On Rotten Tomatoes, the film has an approval rating of 64% based on 203 reviews and an average rating of 6.2/10. The critics consensus states: "It may lack the absurd humor that underlined the original, but the new-look Evil Dead compensates with brutal terror, gory scares, and gleefully bloody violence." On Metacritic, the film has a weighted average score of 57 out of 100 based on 38 critics, indicating "mixed or average" reviews. Audiences polled by CinemaScore gave the film an average grade of "C+" on an A+ to F scale.

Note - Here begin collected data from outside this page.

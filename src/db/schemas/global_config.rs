//! Global default-configuration document schema
//!
//! A single document carrying the default item catalog and role templates
//! applied to newly configured communities, plus operational toggles.

use std::collections::HashMap;

use bson::Document;
use mongodb::options::IndexOptions;
use serde::{Deserialize, Serialize};

use crate::db::mongo::{IntoIndexes, MutMetadata};
use crate::db::schemas::{ItemConfig, Metadata, RolePolicy};

/// Collection name for global configuration
pub const CONFIG_COLLECTION: &str = "config";

/// Fixed document id of the global configuration
pub const GLOBAL_CONFIG_ID: &str = "global_config";

/// Global default-configuration document
#[derive(Serialize, Deserialize, Clone, Debug, Default)]
pub struct GlobalConfigDoc {
    #[serde(rename = "_id", default)]
    pub id: String,

    #[serde(default)]
    pub metadata: Metadata,

    /// Default item catalog applied to new communities
    #[serde(rename = "default_cookies", default)]
    pub default_items: HashMap<String, ItemConfig>,

    /// Default role templates keyed by template name
    #[serde(default)]
    pub default_roles: HashMap<String, RolePolicy>,

    /// Default operator channel identifiers keyed by purpose
    #[serde(default)]
    pub default_channels: HashMap<String, i64>,

    /// When set, claim evaluation is suspended for everyone
    #[serde(default)]
    pub maintenance_mode: bool,
}

impl IntoIndexes for GlobalConfigDoc {
    // Singleton document addressed by its fixed _id, nothing to index
    fn into_indices() -> Vec<(Document, Option<IndexOptions>)> {
        Vec::new()
    }
}

impl MutMetadata for GlobalConfigDoc {
    fn mut_metadata(&mut self) -> &mut Metadata {
        &mut self.metadata
    }
}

Evan Dickson from Bloody Disgusting reviewed the film at SXSW and went on to say, "Evil Dead is amazingly gory and fun" and gave the film 4/5 stars. Chris Tilly of IGN gave Evil Dead 9/10 and called the movie a "terrifying, exhilarating and relentlessly entertaining new chapter in the Evil Dead story". John DeFore of The Hollywood Reporter also gave the film a positive review, calling it a "remake that will win the hearts of many of the original's fans." Independent horror review site HorrorTalk gave the film four stars out of five, saying it is "the most unrelenting and bloody horror film to come out of a major studio in a very long time". Emma Simmonds of The List commented: "Evil Dead has ample cheap shocks and few bloodcurdling frights but it builds to something gorily bravura and, if that's your bag, you'll come away satisfied. It's a while before anyone picks up a chainsaw, but boy is it worth it when they do." Matt Singer called the film "an assault on the senses" and "a success, one that out-Evil Deads the original movie with even more gore, puke, blood, and dismembered limbs. It may not be wildly inventive, but it is effective, and plenty faithful to the spirit — and tagline — of the first 'Ultimate Experience in Grueling Terror.'"

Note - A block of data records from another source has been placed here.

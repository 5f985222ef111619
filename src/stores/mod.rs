//! Store seams for policies and claim records
//!
//! The core reads community policies and claim records through these traits;
//! production wires the MongoDB implementations, tests wire the in-memory
//! ones.

mod claims;
mod memory;
mod policy;

pub use claims::{ClaimSnapshot, ClaimStore, MongoClaimStore};
pub use memory::{MemoryClaimStore, MemoryPolicyStore};
pub use policy::{MongoPolicyStore, PolicyStore};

Richard Roeper rated the film one star out of four, criticizing the film's unoriginality, the characters' lack of intelligence, and the film's reliance on gore for what he felt were cheap scares. He concluded his review by saying: "I love horror films that truly shock, scare and provoke. But after 30 years of this stuff, I'm bored to death and sick to death of movies that seem to have one goal: How can we gross out the audience by torturing nearly every major character in the movie?"

===Accolades===

| Year | Award | Category | Recipient | Result |
| 2013 | Golden Trailer Awards | Best Horror TV Spot | TriStar Pictures and mOcean for "Everything's Fine" | Nominated |
| Fright Meter Award | Best Makeup | Evil Dead | Won |
| Best Special Effects | Evil Dead | Won |
| Best Ensemble Cast | Cast of Evil Dead | Nominated |
| Best Horror Movie | Evil Dead | Nominated |
| Best Director | Fede Álvarez | Nominated |
| Best Actress | Jane Levy | Nominated |
| Best Supporting Actor | Lou Taylor Pucci | Nominated |
| Best Score | Roque Baños | Nominated |
| Best Editing | Bryan Shaw | Nominated |
| Golden Schmoes Award | Best Horror Movie of the Year | Evil Dead | Runner-up |
| International Film Music Critics Award | Best Original Score for a Fantasy/Science Fiction/Horror Film | Roque Baños | Won |
| Film Music Composition of the Year | Roque Baños for the composition track "Abominations Rising" | Won |
| Film Score of the Year | Roque Baños | Nominated |
| IGN Summer Movie Award | Best Horror Movie | Evil Dead | Nominated |
| Key Art Award | Best Audio/Visual Technique | Screen Gems & mOcean for the trailer "Filthy" | Nominated |
| 2014 | Empire Award | Best Horror | Evil Dead | Nominated |
| Fangoria Chainsaw Award | Best Makeup/Creature FX | Roger Murray Jane O'Kane | Won |
| Best Wide-Release Film | Fede Álvarez | Runner-up |
| Best Supporting Actor | Lou Taylor Pucci | Runner-up |
| Worst Film | Evil Dead | 3rd place |
| Saturn Award | Best Make-Up | Patrick Baxter Jane O'Kane Roger Murray | Nominated |

==Sequel==

In October 2019, Raimi announced at the New York Comic Con, that a new Evil Dead film was officially green-lit and in development, with Robert G. Tapert as producer, while Raimi and Campbell served as executive producers only, all under their Ghost House Pictures banner. In June 2020, Lee Cronin was chosen as a director with a script he wrote. Officially titled Evil Dead Rise, the project was developed by New Line Cinema. Alyssa Sutherland and Lily Sullivan were cast in the film, and filming concluded on October 27, 2021. Evil Dead Rise was theatrically released on April 21, 2023.